TASK DIRECTIONS:
Search the data below for the word "competition" and copy each line that holds it.

Saved entries
******************************

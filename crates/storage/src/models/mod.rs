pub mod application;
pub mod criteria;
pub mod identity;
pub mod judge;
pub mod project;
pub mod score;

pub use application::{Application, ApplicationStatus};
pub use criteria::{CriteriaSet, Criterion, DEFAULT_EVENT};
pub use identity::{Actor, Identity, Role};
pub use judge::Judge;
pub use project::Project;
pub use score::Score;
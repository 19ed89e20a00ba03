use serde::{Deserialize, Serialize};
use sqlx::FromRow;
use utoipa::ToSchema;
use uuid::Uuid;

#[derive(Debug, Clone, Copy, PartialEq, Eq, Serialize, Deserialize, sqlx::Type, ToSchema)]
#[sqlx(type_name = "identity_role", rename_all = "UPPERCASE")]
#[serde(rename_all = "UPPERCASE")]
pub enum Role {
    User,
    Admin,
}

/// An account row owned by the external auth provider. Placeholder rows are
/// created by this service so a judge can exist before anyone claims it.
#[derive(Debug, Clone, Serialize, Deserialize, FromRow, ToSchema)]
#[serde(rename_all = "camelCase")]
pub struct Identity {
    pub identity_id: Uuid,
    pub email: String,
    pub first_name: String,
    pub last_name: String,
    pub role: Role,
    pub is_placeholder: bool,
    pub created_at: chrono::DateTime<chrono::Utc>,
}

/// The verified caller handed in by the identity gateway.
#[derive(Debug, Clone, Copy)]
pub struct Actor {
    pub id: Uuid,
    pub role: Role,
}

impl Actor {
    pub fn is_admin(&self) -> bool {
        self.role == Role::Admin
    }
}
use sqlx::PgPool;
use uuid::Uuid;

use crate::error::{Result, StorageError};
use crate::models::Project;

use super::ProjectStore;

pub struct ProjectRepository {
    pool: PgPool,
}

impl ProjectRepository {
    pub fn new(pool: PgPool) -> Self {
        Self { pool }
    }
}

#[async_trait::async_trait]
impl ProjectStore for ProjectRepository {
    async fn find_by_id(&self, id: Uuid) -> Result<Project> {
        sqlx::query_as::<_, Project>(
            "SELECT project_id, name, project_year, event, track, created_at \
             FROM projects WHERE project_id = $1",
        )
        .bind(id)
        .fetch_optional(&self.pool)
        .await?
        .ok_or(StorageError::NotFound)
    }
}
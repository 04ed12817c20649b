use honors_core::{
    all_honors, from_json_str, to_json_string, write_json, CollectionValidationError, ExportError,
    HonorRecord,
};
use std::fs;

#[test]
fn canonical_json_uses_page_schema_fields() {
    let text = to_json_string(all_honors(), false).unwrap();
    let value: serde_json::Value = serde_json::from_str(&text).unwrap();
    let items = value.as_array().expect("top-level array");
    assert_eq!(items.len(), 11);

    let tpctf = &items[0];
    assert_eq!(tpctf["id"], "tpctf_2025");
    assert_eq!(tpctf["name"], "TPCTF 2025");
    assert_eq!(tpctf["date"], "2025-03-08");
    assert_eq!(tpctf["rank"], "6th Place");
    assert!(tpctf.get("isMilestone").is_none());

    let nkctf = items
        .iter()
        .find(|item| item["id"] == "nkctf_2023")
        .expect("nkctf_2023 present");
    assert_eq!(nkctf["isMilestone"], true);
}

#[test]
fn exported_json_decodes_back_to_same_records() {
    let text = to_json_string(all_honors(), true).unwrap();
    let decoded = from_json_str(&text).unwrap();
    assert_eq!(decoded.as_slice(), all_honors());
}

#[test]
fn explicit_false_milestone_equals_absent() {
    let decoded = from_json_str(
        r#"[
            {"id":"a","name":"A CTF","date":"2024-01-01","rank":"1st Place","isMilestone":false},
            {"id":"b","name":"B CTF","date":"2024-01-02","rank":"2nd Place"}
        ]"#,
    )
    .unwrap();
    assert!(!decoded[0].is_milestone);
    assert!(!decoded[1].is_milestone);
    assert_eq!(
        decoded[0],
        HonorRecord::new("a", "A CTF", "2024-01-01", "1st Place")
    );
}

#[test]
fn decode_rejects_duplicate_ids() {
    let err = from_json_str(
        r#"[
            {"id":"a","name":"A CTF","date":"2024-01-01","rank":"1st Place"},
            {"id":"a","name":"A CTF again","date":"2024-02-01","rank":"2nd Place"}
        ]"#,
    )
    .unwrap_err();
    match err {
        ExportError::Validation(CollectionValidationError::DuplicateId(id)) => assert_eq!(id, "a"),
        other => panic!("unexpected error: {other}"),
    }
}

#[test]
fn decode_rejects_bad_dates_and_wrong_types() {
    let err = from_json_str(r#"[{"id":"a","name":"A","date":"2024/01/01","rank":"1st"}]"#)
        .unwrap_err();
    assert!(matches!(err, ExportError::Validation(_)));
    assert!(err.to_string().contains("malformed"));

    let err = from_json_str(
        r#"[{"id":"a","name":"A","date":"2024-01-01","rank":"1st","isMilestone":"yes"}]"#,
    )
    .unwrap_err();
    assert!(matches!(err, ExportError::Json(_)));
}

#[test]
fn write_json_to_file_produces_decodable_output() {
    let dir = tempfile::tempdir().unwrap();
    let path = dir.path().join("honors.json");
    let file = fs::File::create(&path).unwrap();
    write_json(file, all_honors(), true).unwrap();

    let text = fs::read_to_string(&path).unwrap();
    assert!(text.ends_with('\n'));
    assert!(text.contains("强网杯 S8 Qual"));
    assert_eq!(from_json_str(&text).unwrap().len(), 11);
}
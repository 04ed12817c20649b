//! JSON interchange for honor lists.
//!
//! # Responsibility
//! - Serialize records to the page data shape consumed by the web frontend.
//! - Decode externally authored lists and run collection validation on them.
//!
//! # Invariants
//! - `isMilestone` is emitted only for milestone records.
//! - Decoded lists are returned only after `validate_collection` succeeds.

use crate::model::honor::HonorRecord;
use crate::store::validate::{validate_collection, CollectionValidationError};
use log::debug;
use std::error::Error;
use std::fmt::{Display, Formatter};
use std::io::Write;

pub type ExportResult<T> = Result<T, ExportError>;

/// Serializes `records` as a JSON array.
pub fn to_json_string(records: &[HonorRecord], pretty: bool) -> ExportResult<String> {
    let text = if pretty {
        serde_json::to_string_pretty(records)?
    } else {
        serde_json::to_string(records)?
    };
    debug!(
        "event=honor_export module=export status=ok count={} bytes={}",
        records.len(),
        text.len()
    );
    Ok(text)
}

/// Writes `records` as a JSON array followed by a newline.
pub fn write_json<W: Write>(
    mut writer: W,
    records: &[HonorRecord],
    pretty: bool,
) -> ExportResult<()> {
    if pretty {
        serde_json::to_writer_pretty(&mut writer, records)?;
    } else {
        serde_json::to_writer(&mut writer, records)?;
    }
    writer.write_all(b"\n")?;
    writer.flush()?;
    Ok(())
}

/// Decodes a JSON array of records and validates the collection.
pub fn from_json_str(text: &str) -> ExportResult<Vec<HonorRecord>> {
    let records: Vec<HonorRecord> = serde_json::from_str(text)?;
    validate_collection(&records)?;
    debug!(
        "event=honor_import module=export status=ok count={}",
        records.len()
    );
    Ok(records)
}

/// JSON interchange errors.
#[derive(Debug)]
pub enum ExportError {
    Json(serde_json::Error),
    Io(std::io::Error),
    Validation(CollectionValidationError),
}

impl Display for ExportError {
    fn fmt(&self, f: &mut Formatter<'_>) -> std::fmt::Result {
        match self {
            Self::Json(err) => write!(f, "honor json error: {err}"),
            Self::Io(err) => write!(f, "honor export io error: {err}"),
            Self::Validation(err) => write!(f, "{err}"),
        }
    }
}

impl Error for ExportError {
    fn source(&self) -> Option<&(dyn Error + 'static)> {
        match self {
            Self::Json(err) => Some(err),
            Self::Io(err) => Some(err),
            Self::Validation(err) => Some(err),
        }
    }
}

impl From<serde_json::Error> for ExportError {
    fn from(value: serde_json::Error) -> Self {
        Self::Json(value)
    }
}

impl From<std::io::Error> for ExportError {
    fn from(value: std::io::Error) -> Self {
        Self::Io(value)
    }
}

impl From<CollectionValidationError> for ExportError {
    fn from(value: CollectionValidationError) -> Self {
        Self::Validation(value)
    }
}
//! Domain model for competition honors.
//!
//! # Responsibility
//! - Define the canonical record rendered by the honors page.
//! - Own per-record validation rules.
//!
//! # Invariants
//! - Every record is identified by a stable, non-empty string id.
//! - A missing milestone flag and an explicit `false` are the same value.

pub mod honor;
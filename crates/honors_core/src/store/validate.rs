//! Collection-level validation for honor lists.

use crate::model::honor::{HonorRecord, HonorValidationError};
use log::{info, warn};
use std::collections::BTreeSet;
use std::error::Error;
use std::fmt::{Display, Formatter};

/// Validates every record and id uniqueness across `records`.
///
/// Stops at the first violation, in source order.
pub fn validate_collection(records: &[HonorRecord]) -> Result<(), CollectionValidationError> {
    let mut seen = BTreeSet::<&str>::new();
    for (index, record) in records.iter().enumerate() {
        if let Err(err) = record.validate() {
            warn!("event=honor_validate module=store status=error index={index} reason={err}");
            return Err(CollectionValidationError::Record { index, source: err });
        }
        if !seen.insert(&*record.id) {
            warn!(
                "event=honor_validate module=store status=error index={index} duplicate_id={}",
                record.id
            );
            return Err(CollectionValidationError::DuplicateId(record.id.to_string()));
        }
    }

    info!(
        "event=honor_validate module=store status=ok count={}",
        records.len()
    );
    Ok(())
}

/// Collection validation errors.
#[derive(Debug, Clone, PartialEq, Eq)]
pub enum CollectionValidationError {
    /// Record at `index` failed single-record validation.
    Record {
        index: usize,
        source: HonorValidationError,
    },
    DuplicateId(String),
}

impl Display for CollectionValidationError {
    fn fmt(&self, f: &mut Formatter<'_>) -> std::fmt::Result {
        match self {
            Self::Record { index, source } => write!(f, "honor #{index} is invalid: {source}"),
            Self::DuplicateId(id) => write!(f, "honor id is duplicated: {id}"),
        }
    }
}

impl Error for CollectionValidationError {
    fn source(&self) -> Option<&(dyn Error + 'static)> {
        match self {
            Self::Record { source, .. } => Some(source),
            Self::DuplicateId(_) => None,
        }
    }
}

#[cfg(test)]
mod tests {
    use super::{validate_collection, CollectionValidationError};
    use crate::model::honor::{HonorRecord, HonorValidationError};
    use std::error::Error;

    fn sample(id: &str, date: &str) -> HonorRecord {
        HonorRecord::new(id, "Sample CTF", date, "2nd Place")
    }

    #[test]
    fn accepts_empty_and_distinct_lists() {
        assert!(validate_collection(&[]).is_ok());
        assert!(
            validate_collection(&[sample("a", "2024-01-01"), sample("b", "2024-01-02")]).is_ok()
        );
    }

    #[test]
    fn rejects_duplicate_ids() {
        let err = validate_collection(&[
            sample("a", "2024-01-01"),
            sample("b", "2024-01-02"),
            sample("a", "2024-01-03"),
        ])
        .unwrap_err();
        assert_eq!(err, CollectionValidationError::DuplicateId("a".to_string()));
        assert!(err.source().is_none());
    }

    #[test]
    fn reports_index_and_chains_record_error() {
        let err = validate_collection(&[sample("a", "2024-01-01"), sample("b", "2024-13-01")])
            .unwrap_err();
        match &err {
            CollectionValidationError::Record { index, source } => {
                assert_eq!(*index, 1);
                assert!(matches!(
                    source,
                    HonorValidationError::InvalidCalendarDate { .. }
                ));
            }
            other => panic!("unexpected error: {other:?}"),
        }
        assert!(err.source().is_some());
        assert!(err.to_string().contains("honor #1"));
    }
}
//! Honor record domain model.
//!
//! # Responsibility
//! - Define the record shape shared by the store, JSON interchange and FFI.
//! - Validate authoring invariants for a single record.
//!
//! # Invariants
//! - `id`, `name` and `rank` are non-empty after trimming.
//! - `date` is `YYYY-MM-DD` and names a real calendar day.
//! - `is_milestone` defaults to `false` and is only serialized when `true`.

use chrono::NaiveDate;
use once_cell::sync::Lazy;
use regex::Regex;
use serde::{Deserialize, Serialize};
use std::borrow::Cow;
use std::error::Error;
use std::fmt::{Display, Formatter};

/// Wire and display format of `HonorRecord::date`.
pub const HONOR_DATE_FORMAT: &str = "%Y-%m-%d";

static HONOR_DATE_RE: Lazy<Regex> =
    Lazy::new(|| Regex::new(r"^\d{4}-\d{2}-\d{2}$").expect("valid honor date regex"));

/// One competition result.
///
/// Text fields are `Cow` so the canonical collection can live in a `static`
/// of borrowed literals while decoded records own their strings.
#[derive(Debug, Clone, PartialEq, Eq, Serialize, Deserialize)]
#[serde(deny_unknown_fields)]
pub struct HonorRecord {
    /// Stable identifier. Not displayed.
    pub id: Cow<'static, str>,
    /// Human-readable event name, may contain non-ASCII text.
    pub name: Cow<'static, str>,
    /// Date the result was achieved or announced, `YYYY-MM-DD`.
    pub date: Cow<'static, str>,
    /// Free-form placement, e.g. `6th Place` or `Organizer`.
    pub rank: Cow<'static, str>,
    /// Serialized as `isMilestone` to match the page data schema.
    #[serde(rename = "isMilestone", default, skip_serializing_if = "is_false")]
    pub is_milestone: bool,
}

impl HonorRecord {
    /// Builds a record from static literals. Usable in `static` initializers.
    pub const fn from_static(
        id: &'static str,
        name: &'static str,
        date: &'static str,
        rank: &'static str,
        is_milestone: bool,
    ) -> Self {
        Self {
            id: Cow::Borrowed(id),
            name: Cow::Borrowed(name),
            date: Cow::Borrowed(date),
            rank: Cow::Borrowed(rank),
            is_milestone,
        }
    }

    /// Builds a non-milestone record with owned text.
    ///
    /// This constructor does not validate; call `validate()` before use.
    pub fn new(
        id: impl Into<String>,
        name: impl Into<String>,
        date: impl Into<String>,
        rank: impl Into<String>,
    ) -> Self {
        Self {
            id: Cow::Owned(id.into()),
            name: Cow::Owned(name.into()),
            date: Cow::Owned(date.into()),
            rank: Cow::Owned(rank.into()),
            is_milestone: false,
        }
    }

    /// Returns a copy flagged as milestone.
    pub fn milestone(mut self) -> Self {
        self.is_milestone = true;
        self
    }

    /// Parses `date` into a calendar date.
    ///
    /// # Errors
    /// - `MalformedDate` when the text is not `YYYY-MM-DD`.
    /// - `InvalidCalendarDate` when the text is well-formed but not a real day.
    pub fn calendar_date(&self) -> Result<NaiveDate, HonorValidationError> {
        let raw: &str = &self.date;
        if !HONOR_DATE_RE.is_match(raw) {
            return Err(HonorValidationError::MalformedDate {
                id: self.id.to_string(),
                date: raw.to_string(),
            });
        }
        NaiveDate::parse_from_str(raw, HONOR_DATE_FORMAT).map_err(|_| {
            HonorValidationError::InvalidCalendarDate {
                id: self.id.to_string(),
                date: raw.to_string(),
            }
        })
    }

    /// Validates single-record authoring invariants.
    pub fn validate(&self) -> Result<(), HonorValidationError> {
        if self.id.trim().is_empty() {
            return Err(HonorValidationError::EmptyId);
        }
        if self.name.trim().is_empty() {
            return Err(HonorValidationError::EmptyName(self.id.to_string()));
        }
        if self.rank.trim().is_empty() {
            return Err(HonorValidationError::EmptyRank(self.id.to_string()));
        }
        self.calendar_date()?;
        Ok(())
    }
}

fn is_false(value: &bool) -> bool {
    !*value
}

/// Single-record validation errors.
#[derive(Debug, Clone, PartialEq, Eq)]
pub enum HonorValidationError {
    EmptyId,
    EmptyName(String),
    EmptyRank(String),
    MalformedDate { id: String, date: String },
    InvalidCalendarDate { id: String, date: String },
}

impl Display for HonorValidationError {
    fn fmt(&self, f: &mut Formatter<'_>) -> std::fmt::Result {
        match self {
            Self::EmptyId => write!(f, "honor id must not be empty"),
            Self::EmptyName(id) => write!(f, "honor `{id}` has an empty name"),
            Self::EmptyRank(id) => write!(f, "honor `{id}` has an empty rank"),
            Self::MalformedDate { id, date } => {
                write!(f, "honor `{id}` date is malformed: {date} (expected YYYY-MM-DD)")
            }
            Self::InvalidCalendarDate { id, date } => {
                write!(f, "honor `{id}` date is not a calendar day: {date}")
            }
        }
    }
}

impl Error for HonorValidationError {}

******************************

RESPONSE FOR THIS EXERCISE:
//! Domain model for competition honors.
/// One competition result.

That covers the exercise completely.